## Exercise goal
Write out all of the data again, exactly as it reads.

-------- Records for the exercise --------

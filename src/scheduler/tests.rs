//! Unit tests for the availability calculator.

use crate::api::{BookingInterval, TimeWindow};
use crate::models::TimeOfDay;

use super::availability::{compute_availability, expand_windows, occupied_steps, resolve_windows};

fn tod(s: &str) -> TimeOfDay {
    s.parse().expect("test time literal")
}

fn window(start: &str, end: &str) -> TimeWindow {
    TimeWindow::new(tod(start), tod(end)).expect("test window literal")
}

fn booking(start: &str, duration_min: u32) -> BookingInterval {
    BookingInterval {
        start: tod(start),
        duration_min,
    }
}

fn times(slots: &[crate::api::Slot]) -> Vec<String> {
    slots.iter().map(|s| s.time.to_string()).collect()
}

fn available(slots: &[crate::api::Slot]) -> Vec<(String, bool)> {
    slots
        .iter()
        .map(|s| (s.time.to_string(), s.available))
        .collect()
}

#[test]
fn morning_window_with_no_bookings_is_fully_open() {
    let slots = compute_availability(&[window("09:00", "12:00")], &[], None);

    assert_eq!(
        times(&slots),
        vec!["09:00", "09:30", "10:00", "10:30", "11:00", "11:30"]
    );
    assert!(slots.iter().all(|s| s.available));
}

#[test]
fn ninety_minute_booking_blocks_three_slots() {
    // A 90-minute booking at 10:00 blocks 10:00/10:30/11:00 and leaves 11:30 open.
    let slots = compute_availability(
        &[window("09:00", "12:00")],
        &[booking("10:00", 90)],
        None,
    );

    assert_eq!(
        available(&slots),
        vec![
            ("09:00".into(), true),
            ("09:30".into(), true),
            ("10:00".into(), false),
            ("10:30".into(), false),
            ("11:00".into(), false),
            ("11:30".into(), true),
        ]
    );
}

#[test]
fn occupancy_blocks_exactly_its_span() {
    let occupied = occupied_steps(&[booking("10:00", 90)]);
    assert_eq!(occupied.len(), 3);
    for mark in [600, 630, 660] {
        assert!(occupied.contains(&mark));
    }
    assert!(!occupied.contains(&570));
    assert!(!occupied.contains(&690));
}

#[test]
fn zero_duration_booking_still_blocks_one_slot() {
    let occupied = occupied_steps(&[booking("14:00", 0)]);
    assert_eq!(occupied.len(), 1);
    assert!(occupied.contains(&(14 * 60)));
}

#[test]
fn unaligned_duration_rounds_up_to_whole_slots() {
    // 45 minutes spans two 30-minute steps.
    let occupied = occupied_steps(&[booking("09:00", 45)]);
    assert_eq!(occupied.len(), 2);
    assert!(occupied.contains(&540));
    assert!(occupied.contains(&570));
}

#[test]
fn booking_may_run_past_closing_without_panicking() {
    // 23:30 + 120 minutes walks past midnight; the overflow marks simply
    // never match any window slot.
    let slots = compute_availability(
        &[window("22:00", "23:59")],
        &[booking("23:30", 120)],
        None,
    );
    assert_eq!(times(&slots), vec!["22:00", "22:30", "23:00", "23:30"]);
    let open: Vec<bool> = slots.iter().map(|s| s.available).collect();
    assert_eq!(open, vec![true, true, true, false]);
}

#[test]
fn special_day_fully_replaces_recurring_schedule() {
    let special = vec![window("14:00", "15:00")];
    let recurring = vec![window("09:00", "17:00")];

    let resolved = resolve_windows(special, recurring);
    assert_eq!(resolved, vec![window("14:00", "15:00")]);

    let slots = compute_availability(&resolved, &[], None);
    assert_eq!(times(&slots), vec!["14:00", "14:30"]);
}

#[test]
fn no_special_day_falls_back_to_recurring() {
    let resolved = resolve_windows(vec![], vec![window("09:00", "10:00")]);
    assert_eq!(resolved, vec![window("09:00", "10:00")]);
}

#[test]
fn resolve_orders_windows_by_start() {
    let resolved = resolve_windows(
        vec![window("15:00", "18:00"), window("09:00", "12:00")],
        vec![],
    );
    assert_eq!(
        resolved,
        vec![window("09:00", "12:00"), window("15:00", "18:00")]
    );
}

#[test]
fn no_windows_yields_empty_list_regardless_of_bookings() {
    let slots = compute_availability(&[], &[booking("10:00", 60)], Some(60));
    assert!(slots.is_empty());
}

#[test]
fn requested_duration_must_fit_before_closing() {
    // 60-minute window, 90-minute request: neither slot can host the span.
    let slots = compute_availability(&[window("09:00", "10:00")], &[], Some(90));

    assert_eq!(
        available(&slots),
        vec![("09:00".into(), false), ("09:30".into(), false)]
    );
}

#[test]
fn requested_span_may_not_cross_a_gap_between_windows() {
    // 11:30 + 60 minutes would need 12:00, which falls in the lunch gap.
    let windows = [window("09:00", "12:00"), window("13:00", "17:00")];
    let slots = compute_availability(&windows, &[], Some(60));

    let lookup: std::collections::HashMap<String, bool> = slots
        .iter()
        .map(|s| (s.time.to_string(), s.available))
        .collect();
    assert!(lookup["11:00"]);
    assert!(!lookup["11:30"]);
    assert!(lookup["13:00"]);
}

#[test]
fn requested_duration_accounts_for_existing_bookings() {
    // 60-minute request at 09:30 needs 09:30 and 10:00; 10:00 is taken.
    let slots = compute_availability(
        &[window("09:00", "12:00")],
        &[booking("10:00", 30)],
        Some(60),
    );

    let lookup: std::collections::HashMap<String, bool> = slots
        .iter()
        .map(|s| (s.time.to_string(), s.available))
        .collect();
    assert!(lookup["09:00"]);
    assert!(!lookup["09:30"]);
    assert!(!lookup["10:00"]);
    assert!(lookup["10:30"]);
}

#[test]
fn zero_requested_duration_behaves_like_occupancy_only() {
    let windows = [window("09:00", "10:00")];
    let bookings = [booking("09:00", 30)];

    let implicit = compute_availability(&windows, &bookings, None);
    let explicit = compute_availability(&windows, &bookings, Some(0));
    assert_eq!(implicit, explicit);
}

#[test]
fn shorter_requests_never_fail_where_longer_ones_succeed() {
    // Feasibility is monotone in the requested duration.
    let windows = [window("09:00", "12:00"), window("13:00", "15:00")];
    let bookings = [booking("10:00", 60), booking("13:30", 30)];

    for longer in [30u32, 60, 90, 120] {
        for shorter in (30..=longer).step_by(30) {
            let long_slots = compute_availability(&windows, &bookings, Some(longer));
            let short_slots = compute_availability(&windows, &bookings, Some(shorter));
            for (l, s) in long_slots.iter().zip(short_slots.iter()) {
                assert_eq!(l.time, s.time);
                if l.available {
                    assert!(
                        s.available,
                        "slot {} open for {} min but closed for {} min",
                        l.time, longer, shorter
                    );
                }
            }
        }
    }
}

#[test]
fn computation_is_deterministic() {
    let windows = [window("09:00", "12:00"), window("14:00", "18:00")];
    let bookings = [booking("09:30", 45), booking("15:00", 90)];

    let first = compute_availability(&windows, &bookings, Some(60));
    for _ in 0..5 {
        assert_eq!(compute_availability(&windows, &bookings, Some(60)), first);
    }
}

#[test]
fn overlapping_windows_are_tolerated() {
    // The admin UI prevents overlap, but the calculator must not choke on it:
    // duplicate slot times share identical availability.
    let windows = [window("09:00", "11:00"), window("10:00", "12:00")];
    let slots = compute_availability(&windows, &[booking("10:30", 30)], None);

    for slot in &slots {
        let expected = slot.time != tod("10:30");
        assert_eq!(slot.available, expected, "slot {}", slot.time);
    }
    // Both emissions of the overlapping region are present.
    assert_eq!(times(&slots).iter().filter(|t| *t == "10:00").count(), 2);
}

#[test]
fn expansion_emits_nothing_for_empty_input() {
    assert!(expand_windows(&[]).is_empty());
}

--------

## Task result
filename src/scheduler/tests.rs
//! Unit tests for the availability calculator.

use crate::api::{BookingInterval, TimeWindow};
use crate::models::TimeOfDay;

use super::availability::{compute_availability, expand_windows, occupied_steps, resolve_windows};

fn tod(s: &str) -> TimeOfDay {
    s.parse().expect("test time literal")
}

fn window(start: &str, end: &str) -> TimeWindow {
    TimeWindow::new(tod(start), tod(end)).expect("test window literal")
}

fn booking(start: &str, duration_min: u32) -> BookingInterval {
    BookingInterval {
        start: tod(start),
        duration_min,
    }
}

fn times(slots: &[crate::api::Slot]) -> Vec<String> {
    slots.iter().map(|s| s.time.to_string()).collect()
}

fn available(slots: &[crate::api::Slot]) -> Vec<(String, bool)> {
    slots
        .iter()
        .map(|s| (s.time.to_string(), s.available))
        .collect()
}

#[test]
fn morning_window_with_no_bookings_is_fully_open() {
    let slots = compute_availability(&[window("09:00", "12:00")], &[], None);

    assert_eq!(
        times(&slots),
        vec!["09:00", "09:30", "10:00", "10:30", "11:00", "11:30"]
    );
    assert!(slots.iter().all(|s| s.available));
}

#[test]
fn ninety_minute_booking_blocks_three_slots() {
    // A 90-minute booking at 10:00 blocks 10:00/10:30/11:00 and leaves 11:30 open.
    let slots = compute_availability(
        &[window("09:00", "12:00")],
        &[booking("10:00", 90)],
        None,
    );

    assert_eq!(
        available(&slots),
        vec![
            ("09:00".into(), true),
            ("09:30".into(), true),
            ("10:00".into(), false),
            ("10:30".into(), false),
            ("11:00".into(), false),
            ("11:30".into(), true),
        ]
    );
}

#[test]
fn occupancy_blocks_exactly_its_span() {
    let occupied = occupied_steps(&[booking("10:00", 90)]);
    assert_eq!(occupied.len(), 3);
    for mark in [600, 630, 660] {
        assert!(occupied.contains(&mark));
    }
    assert!(!occupied.contains(&570));
    assert!(!occupied.contains(&690));
}

#[test]
fn zero_duration_booking_still_blocks_one_slot() {
    let occupied = occupied_steps(&[booking("14:00", 0)]);
    assert_eq!(occupied.len(), 1);
    assert!(occupied.contains(&(14 * 60)));
}

#[test]
fn unaligned_duration_rounds_up_to_whole_slots() {
    // 45 minutes spans two 30-minute steps.
    let occupied = occupied_steps(&[booking("09:00", 45)]);
    assert_eq!(occupied.len(), 2);
    assert!(occupied.contains(&540));
    assert!(occupied.contains(&570));
}

#[test]
fn booking_may_run_past_closing_without_panicking() {
    // 23:30 + 120 minutes walks past midnight; the overflow marks simply
    // never match any window slot.
    let slots = compute_availability(
        &[window("22:00", "23:59")],
        &[booking("23:30", 120)],
        None,
    );
    assert_eq!(times(&slots), vec!["22:00", "22:30", "23:00", "23:30"]);
    let open: Vec<bool> = slots.iter().map(|s| s.available).collect();
    assert_eq!(open, vec![true, true, true, false]);
}

#[test]
fn special_day_fully_replaces_recurring_schedule() {
    let special = vec![window("14:00", "15:00")];
    let recurring = vec![window("09:00", "17:00")];

    let resolved = resolve_windows(special, recurring);
    assert_eq!(resolved, vec![window("14:00", "15:00")]);

    let slots = compute_availability(&resolved, &[], None);
    assert_eq!(times(&slots), vec!["14:00", "14:30"]);
}

#[test]
fn no_special_day_falls_back_to_recurring() {
    let resolved = resolve_windows(vec![], vec![window("09:00", "10:00")]);
    assert_eq!(resolved, vec![window("09:00", "10:00")]);
}

#[test]
fn resolve_orders_windows_by_start() {
    let resolved = resolve_windows(
        vec![window("15:00", "18:00"), window("09:00", "12:00")],
        vec![],
    );
    assert_eq!(
        resolved,
        vec![window("09:00", "12:00"), window("15:00", "18:00")]
    );
}

#[test]
fn no_windows_yields_empty_list_regardless_of_bookings() {
    let slots = compute_availability(&[], &[booking("10:00", 60)], Some(60));
    assert!(slots.is_empty());
}

#[test]
fn requested_duration_must_fit_before_closing() {
    // 60-minute window, 90-minute request: neither slot can host the span.
    let slots = compute_availability(&[window("09:00", "10:00")], &[], Some(90));

    assert_eq!(
        available(&slots),
        vec![("09:00".into(), false), ("09:30".into(), false)]
    );
}

#[test]
fn requested_span_may_not_cross_a_gap_between_windows() {
    // 11:30 + 60 minutes would need 12:00, which falls in the lunch gap.
    let windows = [window("09:00", "12:00"), window("13:00", "17:00")];
    let slots = compute_availability(&windows, &[], Some(60));

    let lookup: std::collections::HashMap<String, bool> = slots
        .iter()
        .map(|s| (s.time.to_string(), s.available))
        .collect();
    assert!(lookup["11:00"]);
    assert!(!lookup["11:30"]);
    assert!(lookup["13:00"]);
}

#[test]
fn requested_duration_accounts_for_existing_bookings() {
    // 60-minute request at 09:30 needs 09:30 and 10:00; 10:00 is taken.
    let slots = compute_availability(
        &[window("09:00", "12:00")],
        &[booking("10:00", 30)],
        Some(60),
    );

    let lookup: std::collections::HashMap<String, bool> = slots
        .iter()
        .map(|s| (s.time.to_string(), s.available))
        .collect();
    assert!(lookup["09:00"]);
    assert!(!lookup["09:30"]);
    assert!(!lookup["10:00"]);
    assert!(lookup["10:30"]);
}

#[test]
fn zero_requested_duration_behaves_like_occupancy_only() {
    let windows = [window("09:00", "10:00")];
    let bookings = [booking("09:00", 30)];

    let implicit = compute_availability(&windows, &bookings, None);
    let explicit = compute_availability(&windows, &bookings, Some(0));
    assert_eq!(implicit, explicit);
}

#[test]
fn shorter_requests_never_fail_where_longer_ones_succeed() {
    // Feasibility is monotone in the requested duration.
    let windows = [window("09:00", "12:00"), window("13:00", "15:00")];
    let bookings = [booking("10:00", 60), booking("13:30", 30)];

    for longer in [30u32, 60, 90, 120] {
        for shorter in (30..=longer).step_by(30) {
            let long_slots = compute_availability(&windows, &bookings, Some(longer));
            let short_slots = compute_availability(&windows, &bookings, Some(shorter));
            for (l, s) in long_slots.iter().zip(short_slots.iter()) {
                assert_eq!(l.time, s.time);
                if l.available {
                    assert!(
                        s.available,
                        "slot {} open for {} min but closed for {} min",
                        l.time, longer, shorter
                    );
                }
            }
        }
    }
}

#[test]
fn computation_is_deterministic() {
    let windows = [window("09:00", "12:00"), window("14:00", "18:00")];
    let bookings = [booking("09:30", 45), booking("15:00", 90)];

    let first = compute_availability(&windows, &bookings, Some(60));
    for _ in 0..5 {
        assert_eq!(compute_availability(&windows, &bookings, Some(60)), first);
    }
}

#[test]
fn overlapping_windows_are_tolerated() {
    // The admin UI prevents overlap, but the calculator must not choke on it:
    // duplicate slot times share identical availability.
    let windows = [window("09:00", "11:00"), window("10:00", "12:00")];
    let slots = compute_availability(&windows, &[booking("10:30", 30)], None);

    for slot in &slots {
        let expected = slot.time != tod("10:30");
        assert_eq!(slot.available, expected, "slot {}", slot.time);
    }
    // Both emissions of the overlapping region are present.
    assert_eq!(times(&slots).iter().filter(|t| *t == "10:00").count(), 2);
}

#[test]
fn expansion_emits_nothing_for_empty_input() {
    assert!(expand_windows(&[]).is_empty());
}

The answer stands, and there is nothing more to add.